** Supplied records follows **
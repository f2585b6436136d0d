use std::sync::Arc;

use anyhow::Context;
use async_trait::async_trait;
use ethers::{
    contract::abigen,
    types::{Address, H256, U256},
};
use warpstack_cli_common::ethereum::parse_address;
use warpstack_cli_types::DomainId;

use super::{
    ChainProvider, EvmChainProvider, MaterializedRouterConfig, PendingTransaction, RouterUpdater,
};

abigen!(
    TokenRouter,
    r"[
        function routers(uint32 domain) external view returns (bytes32)
        function destinationGas(uint32 domain) external view returns (uint256)
        function owner() external view returns (address)
        function enrollRemoteRouters(uint32[] domains, bytes32[] addresses) external
        function setDestinationGas(uint32[] domains, uint256[] gas) external
        function transferOwnership(address newOwner) external
    ]"
);

/// Router addresses are enrolled as 32-byte values; EVM addresses are
/// left-padded into the low 20 bytes.
fn router_bytes32(address: Address) -> H256 {
    H256::from(address)
}

/// Computes the minimal transaction list converging one chain's router to
/// its materialized target: enrollments for drifted remote routers, gas
/// updates for drifted destinations, and an ownership transfer last.
pub struct EvmRouterUpdater {
    provider: Arc<EvmChainProvider>,
}

impl EvmRouterUpdater {
    pub fn new(provider: Arc<EvmChainProvider>) -> Self {
        Self { provider }
    }
}

#[async_trait]
impl RouterUpdater for EvmRouterUpdater {
    async fn update(
        &self,
        chain: &str,
        target: &MaterializedRouterConfig,
    ) -> anyhow::Result<Vec<PendingTransaction>> {
        let chain_id = self.provider.chain_id(chain)?;
        let router_address = parse_address(&target.router_address)?;
        let client = self.provider.client(chain)?;
        let router = TokenRouter::new(router_address, client);

        let mut enroll_domains: Vec<u32> = Vec::new();
        let mut enroll_routers: Vec<[u8; 32]> = Vec::new();
        let mut gas_domains: Vec<u32> = Vec::new();
        let mut gas_values: Vec<U256> = Vec::new();

        for (domain, entry) in &target.remote_routers {
            let desired = router_bytes32(parse_address(&entry.address)?);
            let current = router
                .routers(domain.as_u32())
                .call()
                .await
                .with_context(|| format!("routers({domain}) read failed on `{chain}`"))?;
            if H256::from(current) != desired {
                enroll_domains.push(domain.as_u32());
                enroll_routers.push(desired.into());
            }
        }

        for (domain, amount) in &target.destination_gas {
            let desired = U256::from_dec_str(amount)
                .with_context(|| format!("Invalid gas amount `{amount}` for domain {domain}"))?;
            let current = router
                .destination_gas(domain.as_u32())
                .call()
                .await
                .with_context(|| format!("destinationGas({domain}) read failed on `{chain}`"))?;
            if current != desired {
                gas_domains.push(domain.as_u32());
                gas_values.push(desired);
            }
        }

        let mut txs = Vec::new();
        if !enroll_domains.is_empty() {
            let annotation = annotate_enrollments(chain, &enroll_domains);
            let call = router.enroll_remote_routers(enroll_domains, enroll_routers);
            txs.push(PendingTransaction {
                chain_id,
                to: router_address,
                data: call.calldata().context("enrollRemoteRouters encode failed")?,
                value: U256::zero(),
                annotation: Some(annotation),
            });
        }
        if !gas_domains.is_empty() {
            let annotation = format!(
                "Set destination gas on {chain} for domains {:?}",
                gas_domains
            );
            let call = router.set_destination_gas(gas_domains, gas_values);
            txs.push(PendingTransaction {
                chain_id,
                to: router_address,
                data: call.calldata().context("setDestinationGas encode failed")?,
                value: U256::zero(),
                annotation: Some(annotation),
            });
        }

        let current_owner = router
            .owner()
            .call()
            .await
            .with_context(|| format!("owner() read failed on `{chain}`"))?;
        if current_owner != target.config.owner {
            let call = router.transfer_ownership(target.config.owner);
            txs.push(PendingTransaction {
                chain_id,
                to: router_address,
                data: call.calldata().context("transferOwnership encode failed")?,
                value: U256::zero(),
                annotation: Some(format!(
                    "Transfer ownership of {chain} router to {:?}",
                    target.config.owner
                )),
            });
        }

        Ok(txs)
    }
}

fn annotate_enrollments(chain: &str, domains: &[u32]) -> String {
    let listed = domains
        .iter()
        .map(|domain| DomainId(*domain).to_string())
        .collect::<Vec<_>>()
        .join(", ");
    format!("Enroll remote routers on {chain} for domains [{listed}]")
}
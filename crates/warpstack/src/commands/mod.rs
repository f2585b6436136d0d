pub mod apply;
pub mod autocomplete;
** End of Supplied records **
## Work instructions
Every line that contains the string "enrollRemoteRouters" should be returned from the data.

## Task result
        function enrollRemoteRouters(uint32[] domains, bytes32[] addresses) external
                data: call.calldata().context("enrollRemoteRouters encode failed")?,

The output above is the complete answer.